- **Task objective**: Set down all the lines below, each one exactly as shown.
--- The data ---
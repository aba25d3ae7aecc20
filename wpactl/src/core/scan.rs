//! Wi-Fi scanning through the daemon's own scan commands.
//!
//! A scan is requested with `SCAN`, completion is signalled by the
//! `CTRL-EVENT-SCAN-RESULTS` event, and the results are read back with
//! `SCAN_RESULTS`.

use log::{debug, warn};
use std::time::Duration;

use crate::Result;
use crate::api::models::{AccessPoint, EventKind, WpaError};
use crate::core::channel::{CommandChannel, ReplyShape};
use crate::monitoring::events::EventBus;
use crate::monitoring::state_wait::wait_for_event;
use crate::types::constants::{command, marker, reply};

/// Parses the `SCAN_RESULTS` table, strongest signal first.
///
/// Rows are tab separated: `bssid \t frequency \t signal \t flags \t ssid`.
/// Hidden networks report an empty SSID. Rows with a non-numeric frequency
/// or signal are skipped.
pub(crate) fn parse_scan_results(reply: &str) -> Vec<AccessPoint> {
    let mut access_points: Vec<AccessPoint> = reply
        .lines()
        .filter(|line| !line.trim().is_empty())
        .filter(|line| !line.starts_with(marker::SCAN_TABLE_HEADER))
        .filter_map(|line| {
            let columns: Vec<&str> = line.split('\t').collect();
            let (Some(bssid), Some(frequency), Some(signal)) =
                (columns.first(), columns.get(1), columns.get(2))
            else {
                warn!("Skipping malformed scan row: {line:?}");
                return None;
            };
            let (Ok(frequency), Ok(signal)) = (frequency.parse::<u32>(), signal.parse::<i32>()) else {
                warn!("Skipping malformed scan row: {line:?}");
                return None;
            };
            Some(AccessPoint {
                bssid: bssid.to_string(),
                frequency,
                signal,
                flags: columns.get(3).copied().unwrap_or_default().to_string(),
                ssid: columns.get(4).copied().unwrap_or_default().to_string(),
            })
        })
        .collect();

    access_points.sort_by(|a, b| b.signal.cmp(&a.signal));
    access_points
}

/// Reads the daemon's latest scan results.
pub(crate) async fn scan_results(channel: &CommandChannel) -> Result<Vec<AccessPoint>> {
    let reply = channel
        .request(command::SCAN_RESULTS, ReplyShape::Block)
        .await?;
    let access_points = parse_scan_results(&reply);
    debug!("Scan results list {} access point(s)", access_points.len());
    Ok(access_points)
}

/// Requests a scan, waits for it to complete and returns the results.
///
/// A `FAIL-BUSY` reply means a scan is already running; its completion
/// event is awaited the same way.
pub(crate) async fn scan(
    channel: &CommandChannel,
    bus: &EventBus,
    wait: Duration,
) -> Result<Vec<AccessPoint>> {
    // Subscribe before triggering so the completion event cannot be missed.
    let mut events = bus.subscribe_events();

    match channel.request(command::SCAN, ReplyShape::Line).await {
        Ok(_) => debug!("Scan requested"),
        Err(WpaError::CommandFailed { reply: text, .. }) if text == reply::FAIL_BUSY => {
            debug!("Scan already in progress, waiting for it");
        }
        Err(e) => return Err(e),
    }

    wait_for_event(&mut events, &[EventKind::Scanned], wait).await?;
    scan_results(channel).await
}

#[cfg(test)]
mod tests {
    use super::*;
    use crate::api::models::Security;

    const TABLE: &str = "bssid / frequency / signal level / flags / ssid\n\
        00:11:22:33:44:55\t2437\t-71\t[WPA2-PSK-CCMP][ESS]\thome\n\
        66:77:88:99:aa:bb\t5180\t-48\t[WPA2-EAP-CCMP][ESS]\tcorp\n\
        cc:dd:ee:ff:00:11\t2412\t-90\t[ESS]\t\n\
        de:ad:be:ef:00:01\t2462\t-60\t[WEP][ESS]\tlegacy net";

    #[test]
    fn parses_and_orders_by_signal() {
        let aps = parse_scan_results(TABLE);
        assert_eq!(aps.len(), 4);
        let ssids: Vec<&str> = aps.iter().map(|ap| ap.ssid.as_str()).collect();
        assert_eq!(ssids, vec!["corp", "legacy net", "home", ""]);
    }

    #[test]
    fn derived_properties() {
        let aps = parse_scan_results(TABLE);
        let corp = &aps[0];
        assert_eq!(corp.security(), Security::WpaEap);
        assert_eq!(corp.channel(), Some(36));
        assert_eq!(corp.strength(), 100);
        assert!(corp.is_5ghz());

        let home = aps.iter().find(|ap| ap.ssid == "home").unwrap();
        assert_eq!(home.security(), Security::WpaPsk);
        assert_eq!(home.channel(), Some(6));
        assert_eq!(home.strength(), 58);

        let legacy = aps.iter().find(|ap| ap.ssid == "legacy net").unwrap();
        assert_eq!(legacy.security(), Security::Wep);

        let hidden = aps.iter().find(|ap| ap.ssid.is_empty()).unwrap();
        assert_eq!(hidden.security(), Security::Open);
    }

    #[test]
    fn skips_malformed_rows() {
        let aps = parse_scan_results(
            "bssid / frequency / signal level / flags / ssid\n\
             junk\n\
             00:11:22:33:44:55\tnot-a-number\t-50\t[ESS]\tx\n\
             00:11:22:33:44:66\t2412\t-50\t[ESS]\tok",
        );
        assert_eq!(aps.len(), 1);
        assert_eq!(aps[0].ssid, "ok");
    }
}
---
- **Exercise result**:
repository aba25d3ae7aecc20
filename wpactl/src/core/scan.rs
//! Wi-Fi scanning through the daemon's own scan commands.
//!
//! A scan is requested with `SCAN`, completion is signalled by the
//! `CTRL-EVENT-SCAN-RESULTS` event, and the results are read back with
//! `SCAN_RESULTS`.

use log::{debug, warn};
use std::time::Duration;

use crate::Result;
use crate::api::models::{AccessPoint, EventKind, WpaError};
use crate::core::channel::{CommandChannel, ReplyShape};
use crate::monitoring::events::EventBus;
use crate::monitoring::state_wait::wait_for_event;
use crate::types::constants::{command, marker, reply};

/// Parses the `SCAN_RESULTS` table, strongest signal first.
///
/// Rows are tab separated: `bssid \t frequency \t signal \t flags \t ssid`.
/// Hidden networks report an empty SSID. Rows with a non-numeric frequency
/// or signal are skipped.
pub(crate) fn parse_scan_results(reply: &str) -> Vec<AccessPoint> {
    let mut access_points: Vec<AccessPoint> = reply
        .lines()
        .filter(|line| !line.trim().is_empty())
        .filter(|line| !line.starts_with(marker::SCAN_TABLE_HEADER))
        .filter_map(|line| {
            let columns: Vec<&str> = line.split('\t').collect();
            let (Some(bssid), Some(frequency), Some(signal)) =
                (columns.first(), columns.get(1), columns.get(2))
            else {
                warn!("Skipping malformed scan row: {line:?}");
                return None;
            };
            let (Ok(frequency), Ok(signal)) = (frequency.parse::<u32>(), signal.parse::<i32>()) else {
                warn!("Skipping malformed scan row: {line:?}");
                return None;
            };
            Some(AccessPoint {
                bssid: bssid.to_string(),
                frequency,
                signal,
                flags: columns.get(3).copied().unwrap_or_default().to_string(),
                ssid: columns.get(4).copied().unwrap_or_default().to_string(),
            })
        })
        .collect();

    access_points.sort_by(|a, b| b.signal.cmp(&a.signal));
    access_points
}

/// Reads the daemon's latest scan results.
pub(crate) async fn scan_results(channel: &CommandChannel) -> Result<Vec<AccessPoint>> {
    let reply = channel
        .request(command::SCAN_RESULTS, ReplyShape::Block)
        .await?;
    let access_points = parse_scan_results(&reply);
    debug!("Scan results list {} access point(s)", access_points.len());
    Ok(access_points)
}

/// Requests a scan, waits for it to complete and returns the results.
///
/// A `FAIL-BUSY` reply means a scan is already running; its completion
/// event is awaited the same way.
pub(crate) async fn scan(
    channel: &CommandChannel,
    bus: &EventBus,
    wait: Duration,
) -> Result<Vec<AccessPoint>> {
    // Subscribe before triggering so the completion event cannot be missed.
    let mut events = bus.subscribe_events();

    match channel.request(command::SCAN, ReplyShape::Line).await {
        Ok(_) => debug!("Scan requested"),
        Err(WpaError::CommandFailed { reply: text, .. }) if text == reply::FAIL_BUSY => {
            debug!("Scan already in progress, waiting for it");
        }
        Err(e) => return Err(e),
    }

    wait_for_event(&mut events, &[EventKind::Scanned], wait).await?;
    scan_results(channel).await
}

#[cfg(test)]
mod tests {
    use super::*;
    use crate::api::models::Security;

    const TABLE: &str = "bssid / frequency / signal level / flags / ssid\n\
        00:11:22:33:44:55\t2437\t-71\t[WPA2-PSK-CCMP][ESS]\thome\n\
        66:77:88:99:aa:bb\t5180\t-48\t[WPA2-EAP-CCMP][ESS]\tcorp\n\
        cc:dd:ee:ff:00:11\t2412\t-90\t[ESS]\t\n\
        de:ad:be:ef:00:01\t2462\t-60\t[WEP][ESS]\tlegacy net";

    #[test]
    fn parses_and_orders_by_signal() {
        let aps = parse_scan_results(TABLE);
        assert_eq!(aps.len(), 4);
        let ssids: Vec<&str> = aps.iter().map(|ap| ap.ssid.as_str()).collect();
        assert_eq!(ssids, vec!["corp", "legacy net", "home", ""]);
    }

    #[test]
    fn derived_properties() {
        let aps = parse_scan_results(TABLE);
        let corp = &aps[0];
        assert_eq!(corp.security(), Security::WpaEap);
        assert_eq!(corp.channel(), Some(36));
        assert_eq!(corp.strength(), 100);
        assert!(corp.is_5ghz());

        let home = aps.iter().find(|ap| ap.ssid == "home").unwrap();
        assert_eq!(home.security(), Security::WpaPsk);
        assert_eq!(home.channel(), Some(6));
        assert_eq!(home.strength(), 58);

        let legacy = aps.iter().find(|ap| ap.ssid == "legacy net").unwrap();
        assert_eq!(legacy.security(), Security::Wep);

        let hidden = aps.iter().find(|ap| ap.ssid.is_empty()).unwrap();
        assert_eq!(hidden.security(), Security::Open);
    }

    #[test]
    fn skips_malformed_rows() {
        let aps = parse_scan_results(
            "bssid / frequency / signal level / flags / ssid\n\
             junk\n\
             00:11:22:33:44:55\tnot-a-number\t-50\t[ESS]\tx\n\
             00:11:22:33:44:66\t2412\t-50\t[ESS]\tok",
        );
        assert_eq!(aps.len(), 1);
        assert_eq!(aps[0].ssid, "ok");
    }
}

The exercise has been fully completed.